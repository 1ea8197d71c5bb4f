// Copyright 2025 AgentReplay (https://github.com/agentreplay)
//
// This program is free software: you can redistribute it and/or modify
// it under the terms of the GNU Affero General Public License as published by
// the Free Software Foundation, either version 3 of the License, or
// (at your option) any later version.
//
// This program is distributed in the hope that it will be useful,
// but WITHOUT ANY WARRANTY; without even the implied warranty of
// MERCHANTABILITY or FITNESS FOR A PARTICULAR PURPOSE. See the
// GNU Affero General Public License for more details.
//
// You should have received a copy of the GNU Affero General Public License
// along with this program. If not, see <https://www.gnu.org/licenses/>.

//! Argument bindings: where each evaluator argument comes from
//!
//! A binding names one evaluator argument and its [`Source`]: a field of the
//! dataset row (`${data.field}`), a field of the target output
//! (`${target.field}`), or a literal value.

use chateval_core::{DatasetRow, TargetOutput};
use serde_json::Value;
use std::borrow::Cow;
use std::fmt;

use crate::{EvalArgs, EvalError};

/// Where a bound argument's value is read from
#[derive(Debug, Clone, PartialEq, Eq)]
pub enum Source {
    Data(Cow<'static, str>),
    Target(Cow<'static, str>),
    Literal(Cow<'static, str>),
}

impl Source {
    pub const fn data(field: &'static str) -> Self {
        Source::Data(Cow::Borrowed(field))
    }

    pub const fn target(field: &'static str) -> Self {
        Source::Target(Cow::Borrowed(field))
    }

    pub const fn literal(value: &'static str) -> Self {
        Source::Literal(Cow::Borrowed(value))
    }

    /// Parse the `${data.field}` / `${target.field}` reference syntax.
    /// Anything else is taken as a literal.
    pub fn parse(reference: &str) -> Self {
        let inner = reference
            .strip_prefix("${")
            .and_then(|rest| rest.strip_suffix('}'));

        match inner {
            Some(path) => {
                if let Some(field) = path.strip_prefix("data.") {
                    Source::Data(Cow::Owned(field.to_string()))
                } else if let Some(field) = path.strip_prefix("target.") {
                    Source::Target(Cow::Owned(field.to_string()))
                } else {
                    Source::Literal(Cow::Owned(reference.to_string()))
                }
            }
            None => Source::Literal(Cow::Owned(reference.to_string())),
        }
    }

    /// Look the value up for one row. JSON `null` counts as absent.
    pub fn resolve(&self, data: &DatasetRow, output: &TargetOutput) -> Option<Value> {
        let value = match self {
            Source::Data(field) => data.get(field).cloned(),
            Source::Target(field) => output.get(field).cloned(),
            Source::Literal(value) => Some(Value::String(value.to_string())),
        };
        value.filter(|v| !v.is_null())
    }
}

impl fmt::Display for Source {
    fn fmt(&self, f: &mut fmt::Formatter<'_>) -> fmt::Result {
        match self {
            Source::Data(field) => write!(f, "${{data.{field}}}"),
            Source::Target(field) => write!(f, "${{target.{field}}}"),
            Source::Literal(value) => f.write_str(value),
        }
    }
}

/// One evaluator argument and where it is read from
#[derive(Debug, Clone, PartialEq, Eq)]
pub struct Binding {
    pub argument: &'static str,
    pub source: Source,
}

impl Binding {
    pub const fn new(argument: &'static str, source: Source) -> Self {
        Self { argument, source }
    }
}

/// Build the evaluator arguments for one row.
///
/// Every binding must resolve; the first absent field fails the row with
/// [`EvalError::MissingField`] rather than scoring against an empty value.
pub fn resolve_arguments(
    row_index: usize,
    metric: &str,
    bindings: &[Binding],
    data: &DatasetRow,
    output: &TargetOutput,
) -> Result<EvalArgs, EvalError> {
    let mut args = EvalArgs::new();

    for binding in bindings {
        let value = binding
            .source
            .resolve(data, output)
            .ok_or_else(|| EvalError::MissingField {
                row: row_index,
                metric: metric.to_string(),
                argument: binding.argument.to_string(),
                binding: binding.source.to_string(),
            })?;
        args.insert(binding.argument.to_string(), value);
    }

    Ok(args)
}
// Copyright 2025 AgentReplay (https://github.com/agentreplay)
//
// This program is free software: you can redistribute it and/or modify
// it under the terms of the GNU Affero General Public License as published by
// the Free Software Foundation, either version 3 of the License, or
// (at your option) any later version.
//
// This program is distributed in the hope that it will be useful,
// but WITHOUT ANY WARRANTY; without even the implied warranty of
// MERCHANTABILITY or FITNESS FOR A PARTICULAR PURPOSE. See the
// GNU Affero General Public License for more details.
//
// You should have received a copy of the GNU Affero General Public License
// along with this program. If not, see <https://www.gnu.org/licenses/>.

//! Composite question-answering evaluator
//!
//! Runs every rating plus F1 against one set of arguments and merges their
//! scores, so a single `qa` metric yields several score columns.

use crate::evaluators::f1::F1ScoreEvaluator;
use crate::evaluators::judge::{RatingEvaluator, RatingKind};
use crate::llm_client::LLMClient;
use crate::{EvalArgs, EvalError, EvalScores, Evaluator, EvaluatorMetadata};
use async_trait::async_trait;
use std::sync::Arc;

pub struct QAEvaluator {
    parts: Vec<Box<dyn Evaluator>>,
}

impl QAEvaluator {
    pub fn new(llm_client: Arc<dyn LLMClient>) -> Self {
        let ratings = [
            RatingKind::Groundedness,
            RatingKind::Relevance,
            RatingKind::Coherence,
            RatingKind::Fluency,
            RatingKind::Similarity,
        ];

        let mut parts: Vec<Box<dyn Evaluator>> = ratings
            .into_iter()
            .map(|kind| {
                Box::new(RatingEvaluator::new(kind, llm_client.clone())) as Box<dyn Evaluator>
            })
            .collect();
        parts.push(Box::new(F1ScoreEvaluator::new()));

        Self { parts }
    }
}

#[async_trait]
impl Evaluator for QAEvaluator {
    fn id(&self) -> &str {
        "qa_v1"
    }

    fn required_args(&self) -> &[&'static str] {
        &["question", "answer", "context", "ground_truth"]
    }

    async fn evaluate(&self, args: &EvalArgs) -> Result<EvalScores, EvalError> {
        let mut scores = EvalScores::new();

        for part in &self.parts {
            let part_args: EvalArgs = part
                .required_args()
                .iter()
                .filter_map(|name| args.get(*name).map(|v| (name.to_string(), v.clone())))
                .collect();
            scores.extend(part.evaluate(&part_args).await?);
        }

        Ok(scores)
    }

    fn metadata(&self) -> EvaluatorMetadata {
        EvaluatorMetadata {
            name: "QA".to_string(),
            version: "1.0.0".to_string(),
            description: "Groundedness, relevance, coherence, fluency, similarity and F1 in one pass."
                .to_string(),
            uses_judge: true,
            tags: vec!["llm-judge".to_string(), "composite".to_string()],
        }
    }
}

#[cfg(test)]
mod tests {
    use super::*;
    use crate::llm_client::{LLMError, LLMResponse, TokenUsage};
    use serde_json::json;
    use std::sync::atomic::{AtomicUsize, Ordering};

    struct CountingJudge {
        calls: AtomicUsize,
    }

    #[async_trait]
    impl LLMClient for CountingJudge {
        async fn evaluate(&self, _prompt: String) -> Result<LLMResponse, LLMError> {
            self.calls.fetch_add(1, Ordering::SeqCst);
            Ok(LLMResponse {
                content: r#"{"score": 3}"#.to_string(),
                usage: TokenUsage::default(),
                model: "mock-model".to_string(),
            })
        }

        fn model_name(&self) -> &str {
            "mock-model"
        }
    }

    #[tokio::test]
    async fn test_qa_merges_all_scores() {
        let judge = Arc::new(CountingJudge {
            calls: AtomicUsize::new(0),
        });
        let evaluator = QAEvaluator::new(judge.clone());

        let mut args = EvalArgs::new();
        args.insert("question".to_string(), json!("Capital of France?"));
        args.insert("answer".to_string(), json!("Paris"));
        args.insert("context".to_string(), json!("Paris is the capital of France."));
        args.insert("ground_truth".to_string(), json!("Paris"));

        let scores = evaluator.evaluate(&args).await.unwrap();

        let keys: Vec<&str> = scores.keys().map(String::as_str).collect();
        assert_eq!(
            keys,
            vec![
                "f1_score",
                "gpt_coherence",
                "gpt_fluency",
                "gpt_groundedness",
                "gpt_relevance",
                "gpt_similarity"
            ]
        );
        assert_eq!(scores["f1_score"].as_f64(), Some(1.0));
        assert_eq!(judge.calls.load(Ordering::SeqCst), 5);
    }
}
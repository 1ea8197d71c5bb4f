// Copyright 2025 AgentReplay (https://github.com/agentreplay)
//
// This program is free software: you can redistribute it and/or modify
// it under the terms of the GNU Affero General Public License as published by
// the Free Software Foundation, either version 3 of the License, or
// (at your option) any later version.
//
// This program is distributed in the hope that it will be useful,
// but WITHOUT ANY WARRANTY; without even the implied warranty of
// MERCHANTABILITY or FITNESS FOR A PARTICULAR PURPOSE. See the
// GNU Affero General Public License for more details.
//
// You should have received a copy of the GNU Affero General Public License
// along with this program. If not, see <https://www.gnu.org/licenses/>.

//! The system under evaluation
//!
//! A [`Target`] turns one dataset row into a [`TargetOutput`]. The harness
//! treats it as opaque: it is called once per row and its output fields become
//! bindable as `${target.<field>}`.

use async_trait::async_trait;
use chateval_core::{DatasetRow, TargetOutput};
use serde_json::Value;
use std::future::Future;
use std::time::Duration;
use thiserror::Error;

/// Errors raised by a target invocation
#[derive(Debug, Error)]
pub enum TargetError {
    #[error("HTTP error: {0}")]
    Http(#[from] reqwest::Error),

    #[error("Target returned status {status}: {body}")]
    Status { status: u16, body: String },

    #[error("Invalid target response: {0}")]
    InvalidResponse(String),

    #[error("{0}")]
    Failed(String),
}

/// A completion function under evaluation
#[async_trait]
pub trait Target: Send + Sync {
    /// Produce the output record for one dataset row
    async fn invoke(&self, row: &DatasetRow) -> Result<TargetOutput, TargetError>;

    /// Whether this target already attaches a measured `latency` field
    fn is_latency_instrumented(&self) -> bool {
        false
    }
}

/// Target backed by an async closure
///
/// ```rust,ignore
/// let target = FnTarget::new(|row: DatasetRow| async move {
///     Ok(TargetOutput::from_reply(format!("echo: {}", row.chat_input().unwrap_or_default())))
/// });
/// ```
pub struct FnTarget<F> {
    f: F,
}

impl<F, Fut> FnTarget<F>
where
    F: Fn(DatasetRow) -> Fut + Send + Sync,
    Fut: Future<Output = Result<TargetOutput, TargetError>> + Send + 'static,
{
    pub fn new(f: F) -> Self {
        Self { f }
    }
}

#[async_trait]
impl<F, Fut> Target for FnTarget<F>
where
    F: Fn(DatasetRow) -> Fut + Send + Sync,
    Fut: Future<Output = Result<TargetOutput, TargetError>> + Send + 'static,
{
    async fn invoke(&self, row: &DatasetRow) -> Result<TargetOutput, TargetError> {
        (self.f)(row.clone()).await
    }
}

/// Target that POSTs each dataset row as a JSON object to an HTTP endpoint
/// and reads the response body as the output record.
pub struct HttpTarget {
    url: String,
    client: reqwest::Client,
}

impl HttpTarget {
    pub fn new(url: impl Into<String>) -> Self {
        Self {
            url: url.into(),
            client: reqwest::Client::new(),
        }
    }

    pub fn with_timeout(mut self, timeout: Duration) -> Result<Self, TargetError> {
        self.client = reqwest::Client::builder().timeout(timeout).build()?;
        Ok(self)
    }

    pub fn url(&self) -> &str {
        &self.url
    }
}

#[async_trait]
impl Target for HttpTarget {
    async fn invoke(&self, row: &DatasetRow) -> Result<TargetOutput, TargetError> {
        let response = self.client.post(&self.url).json(row).send().await?;

        let status = response.status();
        if !status.is_success() {
            let body = response.text().await.unwrap_or_default();
            return Err(TargetError::Status {
                status: status.as_u16(),
                body,
            });
        }

        match response.json::<Value>().await? {
            Value::Object(fields) => Ok(TargetOutput::new(fields)),
            other => Err(TargetError::InvalidResponse(format!(
                "expected a JSON object, got {other}"
            ))),
        }
    }
}

#[cfg(test)]
mod tests {
    use super::*;
    use serde_json::json;

    fn row(prompt: &str) -> DatasetRow {
        let Value::Object(fields) = json!({"chat_input": prompt}) else {
            unreachable!()
        };
        DatasetRow::new(fields).unwrap()
    }

    #[tokio::test]
    async fn test_fn_target() {
        let target = FnTarget::new(|row: DatasetRow| async move {
            let prompt = row.chat_input().unwrap_or_default().to_string();
            Ok(TargetOutput::from_reply(prompt.to_uppercase()))
        });

        let output = target.invoke(&row("hi")).await.unwrap();
        assert_eq!(output.reply(), Some("HI"));
        assert!(!target.is_latency_instrumented());
    }

    #[tokio::test]
    async fn test_http_target_posts_row() {
        let mut server = mockito::Server::new_async().await;
        let mock = server
            .mock("POST", "/chat")
            .match_body(mockito::Matcher::Json(json!({"chat_input": "Hi"})))
            .with_status(200)
            .with_body(r#"{"reply": "Hello", "context": ["greeting guide"]}"#)
            .create_async()
            .await;

        let target = HttpTarget::new(format!("{}/chat", server.url()));
        let output = target.invoke(&row("Hi")).await.unwrap();

        mock.assert_async().await;
        assert_eq!(output.reply(), Some("Hello"));
        assert_eq!(output.get("context"), Some(&json!(["greeting guide"])));
    }

    #[tokio::test]
    async fn test_http_target_errors() {
        let mut server = mockito::Server::new_async().await;
        let _failing = server
            .mock("POST", "/down")
            .with_status(503)
            .with_body("unavailable")
            .create_async()
            .await;
        let _scalar = server
            .mock("POST", "/scalar")
            .with_status(200)
            .with_body("42")
            .create_async()
            .await;

        let down = HttpTarget::new(format!("{}/down", server.url()));
        assert!(matches!(
            down.invoke(&row("Hi")).await,
            Err(TargetError::Status { status: 503, .. })
        ));

        let scalar = HttpTarget::new(format!("{}/scalar", server.url()));
        assert!(matches!(
            scalar.invoke(&row("Hi")).await,
            Err(TargetError::InvalidResponse(_))
        ));
    }
}
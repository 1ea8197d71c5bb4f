// Copyright 2025 AgentReplay (https://github.com/agentreplay)
//
// This program is free software: you can redistribute it and/or modify
// it under the terms of the GNU Affero General Public License as published by
// the Free Software Foundation, either version 3 of the License, or
// (at your option) any later version.
//
// This program is distributed in the hope that it will be useful,
// but WITHOUT ANY WARRANTY; without even the implied warranty of
// MERCHANTABILITY or FITNESS FOR A PARTICULAR PURPOSE. See the
// GNU Affero General Public License for more details.
//
// You should have received a copy of the GNU Affero General Public License
// along with this program. If not, see <https://www.gnu.org/licenses/>.

//! Pass-through evaluator that reports a bound field as its score
//!
//! Used for signals the target run already measured, such as latency.

use crate::{EvalArgs, EvalError, EvalScores, Evaluator, EvaluatorMetadata, MetricValue};
use async_trait::async_trait;

/// Reports the argument named after the metric unchanged
pub struct FieldEvaluator {
    id: String,
    field: &'static str,
    required: [&'static str; 1],
}

impl FieldEvaluator {
    pub fn new(field: &'static str) -> Self {
        Self {
            id: format!("{field}_v1"),
            field,
            required: [field],
        }
    }

    pub fn latency() -> Self {
        Self::new(crate::latency::LATENCY_FIELD)
    }
}

#[async_trait]
impl Evaluator for FieldEvaluator {
    fn id(&self) -> &str {
        &self.id
    }

    fn required_args(&self) -> &[&'static str] {
        &self.required
    }

    async fn evaluate(&self, args: &EvalArgs) -> Result<EvalScores, EvalError> {
        let value = args
            .get(self.field)
            .cloned()
            .ok_or_else(|| EvalError::MissingArgument(self.field.to_string()))?;

        let mut scores = EvalScores::new();
        scores.insert(self.field.to_string(), MetricValue::from(value));
        Ok(scores)
    }

    fn metadata(&self) -> EvaluatorMetadata {
        EvaluatorMetadata {
            name: format!("Field `{}`", self.field),
            version: "1.0.0".to_string(),
            description: "Reports a measured field of the target output as a metric.".to_string(),
            uses_judge: false,
            tags: vec!["passthrough".to_string()],
        }
    }
}

#[cfg(test)]
mod tests {
    use super::*;
    use serde_json::json;

    #[tokio::test]
    async fn test_latency_passthrough() {
        let evaluator = FieldEvaluator::latency();
        assert_eq!(evaluator.id(), "latency_v1");
        assert_eq!(evaluator.required_args(), &["latency"]);

        let mut args = EvalArgs::new();
        args.insert("latency".to_string(), json!(0.125));

        let scores = evaluator.evaluate(&args).await.unwrap();
        assert_eq!(scores["latency"], MetricValue::Float(0.125));
    }

    #[tokio::test]
    async fn test_missing_field() {
        let result = FieldEvaluator::new("tokens").evaluate(&EvalArgs::new()).await;
        assert!(matches!(result, Err(EvalError::MissingArgument(_))));
    }
}
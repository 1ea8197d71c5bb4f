// Copyright 2025 AgentReplay (https://github.com/agentreplay)
//
// This program is free software: you can redistribute it and/or modify
// it under the terms of the GNU Affero General Public License as published by
// the Free Software Foundation, either version 3 of the License, or
// (at your option) any later version.
//
// This program is distributed in the hope that it will be useful,
// but WITHOUT ANY WARRANTY; without even the implied warranty of
// MERCHANTABILITY or FITNESS FOR A PARTICULAR PURPOSE. See the
// GNU Affero General Public License for more details.
//
// You should have received a copy of the GNU Affero General Public License
// along with this program. If not, see <https://www.gnu.org/licenses/>.

//! Token-overlap F1 between an answer and its ground truth
//!
//! Deterministic and local: no judge call. Text is normalized the usual
//! reading-comprehension way before comparison (lowercase, punctuation and
//! English articles removed, whitespace collapsed).

use crate::{arg_text, EvalArgs, EvalError, EvalScores, Evaluator, EvaluatorMetadata, MetricValue};
use async_trait::async_trait;
use std::collections::HashMap;

/// Computes `f1_score` from token overlap
#[derive(Debug, Default)]
pub struct F1ScoreEvaluator;

impl F1ScoreEvaluator {
    pub fn new() -> Self {
        Self
    }

    /// Normalize and split text into tokens
    fn tokenize(text: &str) -> Vec<String> {
        text.to_lowercase()
            .chars()
            .map(|c| if c.is_ascii_punctuation() { ' ' } else { c })
            .collect::<String>()
            .split_whitespace()
            .filter(|token| !matches!(*token, "a" | "an" | "the"))
            .map(str::to_string)
            .collect()
    }

    /// F1 of clipped token overlap; 0.0 when nothing is shared
    pub fn f1(answer: &str, ground_truth: &str) -> f64 {
        let answer_tokens = Self::tokenize(answer);
        let truth_tokens = Self::tokenize(ground_truth);

        let mut truth_counts: HashMap<&str, usize> = HashMap::new();
        for token in &truth_tokens {
            *truth_counts.entry(token.as_str()).or_insert(0) += 1;
        }

        let mut common = 0usize;
        for token in &answer_tokens {
            if let Some(count) = truth_counts.get_mut(token.as_str()) {
                if *count > 0 {
                    *count -= 1;
                    common += 1;
                }
            }
        }

        if common == 0 {
            return 0.0;
        }

        let precision = common as f64 / answer_tokens.len() as f64;
        let recall = common as f64 / truth_tokens.len() as f64;
        2.0 * precision * recall / (precision + recall)
    }
}

#[async_trait]
impl Evaluator for F1ScoreEvaluator {
    fn id(&self) -> &str {
        "f1score_v1"
    }

    fn required_args(&self) -> &[&'static str] {
        &["answer", "ground_truth"]
    }

    async fn evaluate(&self, args: &EvalArgs) -> Result<EvalScores, EvalError> {
        let answer = arg_text(args, "answer")?;
        let ground_truth = arg_text(args, "ground_truth")?;

        let mut scores = EvalScores::new();
        scores.insert(
            "f1_score".to_string(),
            MetricValue::Float(Self::f1(&answer, &ground_truth)),
        );
        Ok(scores)
    }

    fn metadata(&self) -> EvaluatorMetadata {
        EvaluatorMetadata {
            name: "F1 Score".to_string(),
            version: "1.0.0".to_string(),
            description: "Token-overlap F1 between the answer and the ground truth.".to_string(),
            uses_judge: false,
            tags: vec!["reference".to_string(), "deterministic".to_string()],
        }
    }
}

#[cfg(test)]
mod tests {
    use super::*;
    use serde_json::json;

    #[test]
    fn test_tokenize_normalizes() {
        assert_eq!(
            F1ScoreEvaluator::tokenize("The capital, of France!"),
            vec!["capital", "of", "france"]
        );
    }

    #[test]
    fn test_f1_values() {
        assert_eq!(F1ScoreEvaluator::f1("Paris", "paris."), 1.0);
        assert_eq!(F1ScoreEvaluator::f1("London", "Paris"), 0.0);
        assert_eq!(F1ScoreEvaluator::f1("", "Paris"), 0.0);

        // 2 shared tokens, 5 answer tokens, 2 truth tokens: P=0.4, R=1.0
        let score = F1ScoreEvaluator::f1("it is in paris france", "Paris, France");
        assert!((score - 2.0 * 0.4 * 1.0 / 1.4).abs() < 1e-9);
    }

    #[tokio::test]
    async fn test_evaluate_reports_f1_score() {
        let mut args = EvalArgs::new();
        args.insert("answer".to_string(), json!("The answer is Paris"));
        args.insert("ground_truth".to_string(), json!("Paris"));

        let scores = F1ScoreEvaluator::new().evaluate(&args).await.unwrap();
        let f1 = scores["f1_score"].as_f64().unwrap();
        assert!((f1 - 0.5).abs() < 1e-9);
    }
}
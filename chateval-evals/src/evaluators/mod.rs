// Copyright 2025 AgentReplay (https://github.com/agentreplay)
//
// This program is free software: you can redistribute it and/or modify
// it under the terms of the GNU Affero General Public License as published by
// the Free Software Foundation, either version 3 of the License, or
// (at your option) any later version.
//
// This program is distributed in the hope that it will be useful,
// but WITHOUT ANY WARRANTY; without even the implied warranty of
// MERCHANTABILITY or FITNESS FOR A PARTICULAR PURPOSE. See the
// GNU Affero General Public License for more details.
//
// You should have received a copy of the GNU Affero General Public License
// along with this program. If not, see <https://www.gnu.org/licenses/>.

//! Built-in evaluators for the registered metrics

pub mod f1;
pub mod field;
pub mod judge;
pub mod qa;

pub use f1::F1ScoreEvaluator;
pub use field::FieldEvaluator;
pub use judge::{RatingEvaluator, RatingKind, RATING_SCALE};
pub use qa::QAEvaluator;
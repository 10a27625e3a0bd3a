pub mod friend_repo;
pub mod match_repo;
pub mod models;
pub mod player_repo;
pub mod tournament_repo;
pub mod user_repo;

use std::str::FromStr;

use anyhow::Context;
use sqlx::{
    sqlite::{SqliteConnectOptions, SqliteJournalMode, SqlitePool, SqlitePoolOptions},
    Sqlite, Transaction,
};

/// Open the SQLite pool and bring the schema up to date.
pub async fn connect(database_url: &str, max_connections: u32) -> anyhow::Result<SqlitePool> {
    let in_memory = database_url.contains(":memory:") || database_url.contains("mode=memory");

    let mut options = SqliteConnectOptions::from_str(database_url)
        .with_context(|| format!("parsing DATABASE_URL {database_url}"))?
        .create_if_missing(true)
        .foreign_keys(true);
    if !in_memory {
        options = options.journal_mode(SqliteJournalMode::Wal);
    }

    // An in-memory database lives and dies with its connection, so keep
    // exactly one around forever.
    let pool_options = if in_memory {
        SqlitePoolOptions::new()
            .max_connections(1)
            .min_connections(1)
            .idle_timeout(None)
            .max_lifetime(None)
    } else {
        SqlitePoolOptions::new().max_connections(max_connections)
    };

    let pool = pool_options
        .connect_with(options)
        .await
        .context("opening SQLite pool")?;

    sqlx::migrate!("./migrations")
        .run(&pool)
        .await
        .context("running migrations")?;

    Ok(pool)
}

/// Start a transaction that holds the write lock from its first statement.
///
/// A deferred SQLite transaction that reads before it writes cannot upgrade
/// its lock while another connection is committing, and fails with
/// `SQLITE_BUSY` without waiting. `BEGIN IMMEDIATE` queues on the busy
/// timeout instead.
pub async fn begin_write(db: &SqlitePool) -> sqlx::Result<Transaction<'static, Sqlite>> {
    db.begin_with("BEGIN IMMEDIATE").await
}
//! Single-elimination bracket seeding.
//!
//! The same routine seeds round 0 from the entrant list and every later
//! round from the previous round's winners.

use rand::{seq::SliceRandom, Rng};

use crate::game::types::PlayerId;

/// Two players meeting in one round. `away` is only empty when a single
/// player is left, i.e. the bracket has produced its champion.
#[derive(Debug, Clone, Copy, PartialEq, Eq)]
pub struct Matchup {
    pub home: PlayerId,
    pub away: Option<PlayerId>,
}

#[derive(Debug, Clone, Default, PartialEq, Eq)]
pub struct Bracket {
    pub matchups: Vec<Matchup>,
    /// Players advancing without playing this round.
    pub byes: Vec<PlayerId>,
}

impl Bracket {
    /// The sole remaining player, if seeding collapsed to one open slot.
    pub fn champion(&self) -> Option<PlayerId> {
        match self.matchups.as_slice() {
            [only] if only.away.is_none() && self.byes.is_empty() => Some(only.home),
            _ => None,
        }
    }
}

/// Byes needed to pad `n` entrants up to the next power of two.
pub fn bye_count(n: usize) -> usize {
    if n == 0 {
        return 0;
    }
    n.next_power_of_two() - n
}

/// Shuffle `players` (Fisher–Yates), hand byes to the tail of the shuffled
/// list, and pair the rest in order.
pub fn generate_matchups<R: Rng + ?Sized>(players: &[PlayerId], rng: &mut R) -> Bracket {
    let mut pool = players.to_vec();
    pool.shuffle(rng);

    let byes = pool.split_off(pool.len() - bye_count(pool.len()));
    let matchups = pool
        .chunks(2)
        .map(|pair| Matchup {
            home: pair[0],
            away: pair.get(1).copied(),
        })
        .collect();

    Bracket { matchups, byes }
}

-=-=-

Task prompt —
Copy out the lines above with "bindings" in them.

Task result —
//! Argument bindings: where each evaluator argument comes from
    bindings: &[Binding],
    for binding in bindings {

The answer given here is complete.